THE PROBLEM | Count, in the entries, the lines with "returned". Answer with the number only.

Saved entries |
┏━━

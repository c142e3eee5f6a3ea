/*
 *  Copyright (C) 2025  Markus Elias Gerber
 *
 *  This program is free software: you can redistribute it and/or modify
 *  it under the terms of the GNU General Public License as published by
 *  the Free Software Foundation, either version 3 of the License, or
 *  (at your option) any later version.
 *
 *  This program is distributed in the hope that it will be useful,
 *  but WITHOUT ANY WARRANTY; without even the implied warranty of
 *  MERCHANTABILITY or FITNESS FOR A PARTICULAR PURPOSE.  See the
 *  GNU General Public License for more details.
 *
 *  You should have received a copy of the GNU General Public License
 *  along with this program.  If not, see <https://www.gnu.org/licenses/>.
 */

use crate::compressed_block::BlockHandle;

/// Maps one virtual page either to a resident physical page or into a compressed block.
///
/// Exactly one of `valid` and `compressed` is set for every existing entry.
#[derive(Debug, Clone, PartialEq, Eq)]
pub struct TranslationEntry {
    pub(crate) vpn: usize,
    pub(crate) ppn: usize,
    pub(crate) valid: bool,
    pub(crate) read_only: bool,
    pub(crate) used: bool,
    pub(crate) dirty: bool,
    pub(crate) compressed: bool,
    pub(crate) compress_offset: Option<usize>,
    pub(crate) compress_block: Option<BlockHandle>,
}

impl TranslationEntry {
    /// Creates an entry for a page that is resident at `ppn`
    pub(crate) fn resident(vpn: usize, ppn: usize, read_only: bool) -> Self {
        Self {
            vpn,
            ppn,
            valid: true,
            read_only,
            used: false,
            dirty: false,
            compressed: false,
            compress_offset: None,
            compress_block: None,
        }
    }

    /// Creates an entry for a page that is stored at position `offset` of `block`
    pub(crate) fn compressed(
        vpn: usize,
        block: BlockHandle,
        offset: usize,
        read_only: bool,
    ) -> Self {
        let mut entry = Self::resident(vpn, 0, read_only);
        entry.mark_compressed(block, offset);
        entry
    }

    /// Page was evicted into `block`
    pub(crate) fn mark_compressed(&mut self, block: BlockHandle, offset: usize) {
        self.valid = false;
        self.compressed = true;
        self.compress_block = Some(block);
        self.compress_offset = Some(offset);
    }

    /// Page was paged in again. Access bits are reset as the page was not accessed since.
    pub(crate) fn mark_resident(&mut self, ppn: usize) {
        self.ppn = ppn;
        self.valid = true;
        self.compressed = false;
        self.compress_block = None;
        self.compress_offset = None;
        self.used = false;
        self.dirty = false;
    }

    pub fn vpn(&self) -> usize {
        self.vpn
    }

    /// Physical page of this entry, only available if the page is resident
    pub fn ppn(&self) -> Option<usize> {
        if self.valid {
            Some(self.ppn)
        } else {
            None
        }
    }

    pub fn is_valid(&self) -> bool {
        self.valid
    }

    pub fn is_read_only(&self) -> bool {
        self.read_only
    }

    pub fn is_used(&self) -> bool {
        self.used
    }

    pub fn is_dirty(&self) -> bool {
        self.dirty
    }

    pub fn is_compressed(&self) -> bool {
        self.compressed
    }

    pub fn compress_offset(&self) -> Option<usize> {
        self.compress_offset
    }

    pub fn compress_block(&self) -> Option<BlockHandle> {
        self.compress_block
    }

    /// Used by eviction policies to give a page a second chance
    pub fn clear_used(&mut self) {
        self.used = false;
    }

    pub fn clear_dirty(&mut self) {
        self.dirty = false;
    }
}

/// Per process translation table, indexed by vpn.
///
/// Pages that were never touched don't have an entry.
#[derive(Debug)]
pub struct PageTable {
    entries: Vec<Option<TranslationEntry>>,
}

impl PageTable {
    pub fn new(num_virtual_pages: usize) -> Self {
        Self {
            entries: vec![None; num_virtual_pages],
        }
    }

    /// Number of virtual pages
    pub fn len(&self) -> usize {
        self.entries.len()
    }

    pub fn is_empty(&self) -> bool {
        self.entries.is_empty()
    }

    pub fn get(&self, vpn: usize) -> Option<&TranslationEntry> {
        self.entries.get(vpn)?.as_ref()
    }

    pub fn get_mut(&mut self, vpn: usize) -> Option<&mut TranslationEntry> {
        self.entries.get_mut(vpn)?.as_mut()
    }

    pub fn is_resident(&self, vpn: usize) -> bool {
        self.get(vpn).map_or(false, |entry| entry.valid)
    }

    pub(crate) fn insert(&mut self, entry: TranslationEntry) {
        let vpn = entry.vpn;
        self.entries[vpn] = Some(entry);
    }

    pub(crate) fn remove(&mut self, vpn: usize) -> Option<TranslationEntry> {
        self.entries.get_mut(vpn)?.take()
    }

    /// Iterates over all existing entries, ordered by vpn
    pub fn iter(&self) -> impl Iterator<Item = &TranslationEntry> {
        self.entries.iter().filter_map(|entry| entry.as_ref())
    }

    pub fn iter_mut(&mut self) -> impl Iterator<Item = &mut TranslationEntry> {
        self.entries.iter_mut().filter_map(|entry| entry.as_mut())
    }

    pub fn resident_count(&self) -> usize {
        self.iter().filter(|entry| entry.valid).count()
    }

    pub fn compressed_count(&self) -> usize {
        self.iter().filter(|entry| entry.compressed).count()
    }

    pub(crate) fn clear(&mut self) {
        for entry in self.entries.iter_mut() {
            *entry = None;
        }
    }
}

┗━━
┏━━

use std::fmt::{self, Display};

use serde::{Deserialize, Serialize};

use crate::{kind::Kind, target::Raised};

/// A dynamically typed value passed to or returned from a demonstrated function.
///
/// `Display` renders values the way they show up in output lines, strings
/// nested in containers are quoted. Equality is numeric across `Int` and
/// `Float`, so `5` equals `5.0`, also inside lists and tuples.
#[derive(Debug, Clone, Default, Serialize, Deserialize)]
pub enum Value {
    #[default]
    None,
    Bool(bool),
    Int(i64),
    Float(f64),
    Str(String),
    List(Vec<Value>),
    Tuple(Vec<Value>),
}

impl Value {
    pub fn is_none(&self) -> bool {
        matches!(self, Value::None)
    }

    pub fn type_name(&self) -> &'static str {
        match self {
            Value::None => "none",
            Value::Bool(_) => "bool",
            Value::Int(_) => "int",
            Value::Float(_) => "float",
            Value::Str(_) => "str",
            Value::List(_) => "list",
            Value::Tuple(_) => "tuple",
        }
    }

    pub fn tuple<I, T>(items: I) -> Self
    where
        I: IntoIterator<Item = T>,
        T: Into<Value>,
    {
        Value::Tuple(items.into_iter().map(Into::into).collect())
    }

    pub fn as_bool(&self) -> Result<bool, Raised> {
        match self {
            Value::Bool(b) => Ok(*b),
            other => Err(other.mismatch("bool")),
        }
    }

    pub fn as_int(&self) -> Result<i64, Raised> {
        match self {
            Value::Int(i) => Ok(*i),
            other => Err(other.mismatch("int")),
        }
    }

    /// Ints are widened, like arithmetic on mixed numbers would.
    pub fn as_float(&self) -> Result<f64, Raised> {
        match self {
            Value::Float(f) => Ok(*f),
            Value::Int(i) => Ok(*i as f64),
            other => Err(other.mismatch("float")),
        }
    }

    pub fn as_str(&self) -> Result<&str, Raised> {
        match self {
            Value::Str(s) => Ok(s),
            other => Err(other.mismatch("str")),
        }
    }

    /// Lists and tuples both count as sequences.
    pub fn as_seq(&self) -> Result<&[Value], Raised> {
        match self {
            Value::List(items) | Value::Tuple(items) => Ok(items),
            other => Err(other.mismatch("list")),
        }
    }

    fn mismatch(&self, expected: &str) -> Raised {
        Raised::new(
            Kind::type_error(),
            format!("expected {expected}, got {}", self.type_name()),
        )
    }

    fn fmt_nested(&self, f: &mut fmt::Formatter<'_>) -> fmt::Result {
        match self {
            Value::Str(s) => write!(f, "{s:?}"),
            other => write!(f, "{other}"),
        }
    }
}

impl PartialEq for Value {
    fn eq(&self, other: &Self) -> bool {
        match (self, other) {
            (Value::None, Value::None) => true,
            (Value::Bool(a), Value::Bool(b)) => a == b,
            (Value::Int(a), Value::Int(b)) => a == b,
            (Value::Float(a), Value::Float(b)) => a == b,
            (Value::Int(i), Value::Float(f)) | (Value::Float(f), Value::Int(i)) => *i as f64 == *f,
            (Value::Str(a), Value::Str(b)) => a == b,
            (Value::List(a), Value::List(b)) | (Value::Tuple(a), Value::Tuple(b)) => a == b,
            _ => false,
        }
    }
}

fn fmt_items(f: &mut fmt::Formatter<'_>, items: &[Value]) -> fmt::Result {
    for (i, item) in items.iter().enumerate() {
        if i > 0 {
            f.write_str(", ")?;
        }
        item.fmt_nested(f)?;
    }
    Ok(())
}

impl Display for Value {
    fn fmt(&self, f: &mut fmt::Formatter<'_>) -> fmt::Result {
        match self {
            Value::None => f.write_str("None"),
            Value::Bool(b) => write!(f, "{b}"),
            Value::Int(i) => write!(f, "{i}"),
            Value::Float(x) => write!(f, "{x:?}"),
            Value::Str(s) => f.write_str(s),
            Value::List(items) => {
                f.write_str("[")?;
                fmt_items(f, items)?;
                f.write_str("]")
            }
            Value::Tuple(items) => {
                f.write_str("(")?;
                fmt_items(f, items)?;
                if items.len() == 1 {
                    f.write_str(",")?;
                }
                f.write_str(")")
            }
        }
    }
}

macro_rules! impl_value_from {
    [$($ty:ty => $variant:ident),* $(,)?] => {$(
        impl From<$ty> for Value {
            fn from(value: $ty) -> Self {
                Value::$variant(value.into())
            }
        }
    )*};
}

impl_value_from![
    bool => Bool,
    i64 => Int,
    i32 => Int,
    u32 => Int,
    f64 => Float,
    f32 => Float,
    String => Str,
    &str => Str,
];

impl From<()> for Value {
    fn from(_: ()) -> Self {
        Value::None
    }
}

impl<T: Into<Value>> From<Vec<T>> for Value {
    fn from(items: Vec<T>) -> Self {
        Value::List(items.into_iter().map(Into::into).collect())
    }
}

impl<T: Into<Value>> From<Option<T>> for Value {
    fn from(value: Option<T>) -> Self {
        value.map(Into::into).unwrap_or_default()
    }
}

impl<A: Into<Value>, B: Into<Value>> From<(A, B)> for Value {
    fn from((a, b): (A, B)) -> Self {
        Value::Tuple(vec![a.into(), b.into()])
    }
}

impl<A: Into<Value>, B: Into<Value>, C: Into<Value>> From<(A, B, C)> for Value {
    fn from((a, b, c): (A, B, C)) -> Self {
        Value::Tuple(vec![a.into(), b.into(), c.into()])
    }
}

┗━━
┏━━

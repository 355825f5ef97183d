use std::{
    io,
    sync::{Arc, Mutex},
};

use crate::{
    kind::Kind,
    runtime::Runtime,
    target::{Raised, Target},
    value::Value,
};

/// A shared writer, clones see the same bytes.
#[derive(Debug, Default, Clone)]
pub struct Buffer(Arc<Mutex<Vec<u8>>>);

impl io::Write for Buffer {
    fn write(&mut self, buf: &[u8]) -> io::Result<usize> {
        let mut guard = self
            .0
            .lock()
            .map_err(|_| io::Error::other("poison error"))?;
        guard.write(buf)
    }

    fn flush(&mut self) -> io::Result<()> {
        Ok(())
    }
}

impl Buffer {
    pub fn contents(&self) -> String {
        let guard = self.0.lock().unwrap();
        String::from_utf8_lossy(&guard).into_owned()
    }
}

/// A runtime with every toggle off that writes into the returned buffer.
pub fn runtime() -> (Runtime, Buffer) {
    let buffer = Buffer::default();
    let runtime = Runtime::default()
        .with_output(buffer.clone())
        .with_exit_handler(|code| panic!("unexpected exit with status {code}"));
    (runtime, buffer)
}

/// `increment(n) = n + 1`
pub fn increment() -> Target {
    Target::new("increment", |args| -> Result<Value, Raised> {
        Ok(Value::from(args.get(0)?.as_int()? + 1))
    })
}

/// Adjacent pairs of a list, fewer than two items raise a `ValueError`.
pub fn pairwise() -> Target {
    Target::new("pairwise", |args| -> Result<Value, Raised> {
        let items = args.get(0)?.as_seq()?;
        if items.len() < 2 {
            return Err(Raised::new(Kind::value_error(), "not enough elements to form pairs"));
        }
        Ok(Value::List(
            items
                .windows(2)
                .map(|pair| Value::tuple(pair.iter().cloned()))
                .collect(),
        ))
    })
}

┗━━

SOLUTION TO THIS PROBLEM | 2